İmam Gazâlî (k.s.) şöyle der: “Ruh, Allah’tan bir nefhadır. Onu arındıran, Rabbine döndürür; onu kirleten, dünyaya hapseder.”
Ruhun Zayıflaması ve Tekrar Aslına Dönmesi
Sülûk yolunda müridin vazifesi, ruhu aslına irca etmektir — yani onun ilâhî marifetini yeniden diriltmektir. Çünkü her gün biraz daha marifetten uzaklaşmak, ubûdiyeti zayıflatır.
Cenâb-ı Hak uyarır: “Ey Ehl-i Kitap! Dininizde aşırılığa gitmeyin ve Allah hakkında haktan başkasını söylemeyin.” (Nisâ, 171)
“Onlardan bir çoğu fasıktır.” (Hadîd, 27)
Ruhun ıslahı kolay değildir. Bu iş, sıradan bir gayretle değil, derin bir tezekkür, sürekli bir murâkabe ve sâdıklarla beraberlikle olur.
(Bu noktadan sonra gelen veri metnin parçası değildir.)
// Copyright 2025 coScene
//
// Licensed under the Apache License, Version 2.0 (the "License");
// you may not use this file except in compliance with the License.
// You may obtain a copy of the License at
//
//     http://www.apache.org/licenses/LICENSE-2.0
//
// Unless required by applicable law or agreed to in writing, software
// distributed under the License is distributed on an "AS IS" BASIS,
// WITHOUT WARRANTIES OR CONDITIONS OF ANY KIND, either express or implied.
// See the License for the specific language governing permissions and
// limitations under the License.

use std::collections::BTreeMap;
use std::path::{Path, PathBuf};
use std::time::{Duration, Instant};

use anyhow::{Context as _, Result};
use chrono::{DateTime, Utc};
use clap::{Parser, Subcommand};
use serde::Serialize;
use tracing::{info, warn};
use tracing_subscriber::EnvFilter;

use vizlog::config::{load_config_with_env, LoggingConfig, VizlogConfig};
use vizlog::runtime::build_runtime;
use vizlog::websocket::Capability;
use vizlog::{nanoseconds_since_epoch, Channel, Context, JsonMessage, McapWriter};

const HEARTBEAT_TOPIC: &str = "/vizlog/heartbeat";
const HEARTBEAT_INTERVAL: Duration = Duration::from_secs(1);

/// vizlog - Structured logging to MCAP files and live visualization clients
#[derive(Parser, Debug)]
#[command(author, version, about, long_about = None)]
struct Args {
    #[command(subcommand)]
    command: Command,
}

#[derive(Subcommand, Debug)]
enum Command {
    /// Run a WebSocket server, optionally recording to an MCAP file
    Serve {
        /// Path to configuration file
        #[arg(short, long, default_value = "config/default.yaml")]
        config: PathBuf,

        /// Port to listen on (overrides config file)
        #[arg(short, long)]
        port: Option<u16>,
    },
    /// Print a summary of an MCAP file
    Info {
        /// MCAP file to inspect
        file: PathBuf,
    },
}

#[derive(Serialize)]
struct Heartbeat {
    seq: u64,
    uptime_ms: u64,
}

fn main() -> Result<()> {
    let args = Args::parse();

    match args.command {
        Command::Serve { config, port } => {
            let mut vizlog_config = load_config_with_env(&config)?;
            if let Some(port) = port {
                vizlog_config.server.port = port;
            }
            init_tracing(&vizlog_config.logging)?;
            info!("Loaded configuration from: {:?}", config);

            let runtime = build_runtime(vizlog_config.bridge.num_threads)?;
            runtime.block_on(serve(vizlog_config))
        }
        Command::Info { file } => print_info(&file),
    }
}

/// Installs the global subscriber. `RUST_LOG` takes precedence over the configured level.
fn init_tracing(logging: &LoggingConfig) -> Result<()> {
    let filter = match std::env::var("RUST_LOG") {
        Ok(directives) => EnvFilter::try_new(directives).context("Invalid RUST_LOG")?,
        Err(_) => EnvFilter::try_new(logging.level.to_lowercase())
            .with_context(|| format!("Invalid log level '{}'", logging.level))?,
    };
    let builder = tracing_subscriber::fmt().with_env_filter(filter);
    let result = match logging.format.as_str() {
        "json" => builder.json().try_init(),
        _ => builder.try_init(),
    };
    result.map_err(|e| anyhow::anyhow!("Failed to install tracing subscriber: {e}"))
}

async fn serve(config: VizlogConfig) -> Result<()> {
    let context = Context::get_default();

    let recording = if config.recording.enabled {
        let handle = McapWriter::with_options(config.recording.write_options())
            .context(&context)
            .create_new_buffered_file(&config.recording.output)
            .with_context(|| format!("Failed to create {}", config.recording.output))?;
        Some(handle)
    } else {
        None
    };

    let server = config
        .server_builder(&context)?
        .start()
        .await
        .context("Failed to start WebSocket server")?;
    info!("Server listening on port {}", server.port());
    info!("Open in Foxglove: {}", server.app_url());

    let heartbeat: Channel<JsonMessage<Heartbeat>> = context
        .channel_builder(HEARTBEAT_TOPIC)
        .build()
        .context("Failed to create heartbeat channel")?;
    let broadcast_time = config.server.capabilities.contains(&Capability::Time);

    let started = Instant::now();
    let mut ticker = tokio::time::interval(HEARTBEAT_INTERVAL);
    let mut seq = 0;
    loop {
        tokio::select! {
            _ = ticker.tick() => {
                heartbeat.log(&JsonMessage(Heartbeat {
                    seq,
                    uptime_ms: started.elapsed().as_millis() as u64,
                }));
                seq += 1;
                if broadcast_time {
                    server.broadcast_time(nanoseconds_since_epoch());
                }
            }
            _ = tokio::signal::ctrl_c() => {
                info!("Received Ctrl+C, shutting down");
                break;
            }
        }
    }

    heartbeat.close();
    server.stop().wait().await;
    if let Some(recording) = recording {
        if let Err(e) = recording.close() {
            warn!("Failed to finish recording: {}", e);
        } else {
            info!("Recording written to {}", config.recording.output);
        }
    }
    info!("vizlog shut down successfully");
    Ok(())
}

fn format_time(nanos: u64) -> String {
    let secs = (nanos / 1_000_000_000) as i64;
    let subsec = (nanos % 1_000_000_000) as u32;
    match DateTime::<Utc>::from_timestamp(secs, subsec) {
        Some(time) => format!("{} ({nanos})", time.to_rfc3339()),
        None => nanos.to_string(),
    }
}

fn print_info(path: &Path) -> Result<()> {
    let data = std::fs::read(path).with_context(|| format!("Failed to read {}", path.display()))?;
    let summary = mcap::Summary::read(&data)
        .context("Failed to read MCAP summary")?
        .context("File has no summary section")?;

    println!("file:        {}", path.display());
    if let Some(stats) = &summary.stats {
        println!("messages:    {}", stats.message_count);
        println!("chunks:      {}", stats.chunk_count);
        println!("attachments: {}", stats.attachment_count);
        println!("metadata:    {}", stats.metadata_count);
        if stats.message_count > 0 {
            println!("start:       {}", format_time(stats.message_start_time));
            println!("end:         {}", format_time(stats.message_end_time));
            let duration = stats.message_end_time - stats.message_start_time;
            println!("duration:    {:.3}s", duration as f64 / 1e9);
        }
    }

    let counts: BTreeMap<u16, u64> = summary
        .stats
        .as_ref()
        .map(|stats| stats.channel_message_counts.clone())
        .unwrap_or_default();
    let mut channels: Vec<_> = summary.channels.values().collect();
    channels.sort_by_key(|channel| channel.id);
    println!("channels:");
    for channel in channels {
        let schema = channel
            .schema
            .as_ref()
            .map(|schema| format!("{} [{}]", schema.name, schema.encoding))
            .unwrap_or_else(|| "no schema".to_string());
        println!(
            "  ({}) {:<32} {:>8} msgs  {:<10} {}",
            channel.id,
            channel.topic,
            counts.get(&channel.id).copied().unwrap_or(0),
            channel.message_encoding,
            schema
        );
    }

    let mut schemas: Vec<_> = summary.schemas.values().collect();
    schemas.sort_by_key(|schema| schema.id);
    println!("schemas:");
    for schema in schemas {
        println!(
            "  ({}) {} [{}] {} bytes",
            schema.id,
            schema.name,
            schema.encoding,
            schema.data.len()
        );
    }

    if !summary.metadata_indexes.is_empty() {
        println!("metadata records:");
        for index in &summary.metadata_indexes {
            println!("  {} ({} bytes)", index.name, index.length);
        }
    }
    if !summary.attachment_indexes.is_empty() {
        println!("attachments:");
        for index in &summary.attachment_indexes {
            println!("  {} [{}] {} bytes", index.name, index.media_type, index.data_size);
        }
    }
    Ok(())
}
// Copyright 2025 coScene
//
// Licensed under the Apache License, Version 2.0 (the "License");
// you may not use this file except in compliance with the License.
// You may obtain a copy of the License at
//
//     http://www.apache.org/licenses/LICENSE-2.0
//
// Unless required by applicable law or agreed to in writing, software
// distributed under the License is distributed on an "AS IS" BASIS,
// WITHOUT WARRANTIES OR CONDITIONS OF ANY KIND, either express or implied.
// See the License for the specific language governing permissions and
// limitations under the License.

use std::time::{Duration, Instant};

/// Rate limiter for repetitive diagnostics
///
/// The first call always succeeds; later calls succeed once per interval.
#[derive(Debug)]
pub(crate) struct Throttler {
    interval: Duration,
    last: Option<Instant>,
}

impl Throttler {
    pub(crate) fn new(interval: Duration) -> Self {
        Self {
            interval,
            last: None,
        }
    }

    pub(crate) fn try_acquire(&mut self) -> bool {
        let now = Instant::now();
        match self.last {
            Some(last) if now.duration_since(last) < self.interval => false,
            _ => {
                self.last = Some(now);
                true
            }
        }
    }
}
Şeyh Abdülkâdir Geylânî (k.s.) buyurur: “Ruh, zikirsiz kalırsa kararır; nefisle karışırsa kirlenir. Zikirle dirilen ruh, Hakk’ın nazarına mazhar olur.”
Ruhun Terbiyesinde Zikir ve Sohbet
Cenâb-ı Hak buyuruyor: “Ölmeyen Diriye tevekkül et ve O’nu överek tesbih et… Rahmân’dır O; bunu bilene sor.” (Furkân, 58)
“Bunu bilene sor” ifadesi, sûfîlerin işaret ettiği gibi, Allah’ı en iyi bilen, marifet ehli kimselere yönelmek demektir. Zira ruhun terbiyesi, yalnız kitapla değil, kâmil bir mürşidin terbiyesi ile mümkündür. Hz. Lokman’ın oğluna nasihati da böyledir: “Bana yönelenlerin yoluna tabi ol.” (Lokman, 15)
Mevlânâ Celâleddîn Rûmî (k.s.) der ki: “Kendi aklına güvenen, kendi nefsine rehber olmuş olur. Hâlbuki nefis, daima karanlığa çeker; ruh ise ışığa. Işığı bilenin ardınca git ki, sen de ışık olasın.”
Ruhun Zikirle Canlanması
Tasavvufun özünde zikir vardır. Çünkü zikir, ruhun gıdasıdır.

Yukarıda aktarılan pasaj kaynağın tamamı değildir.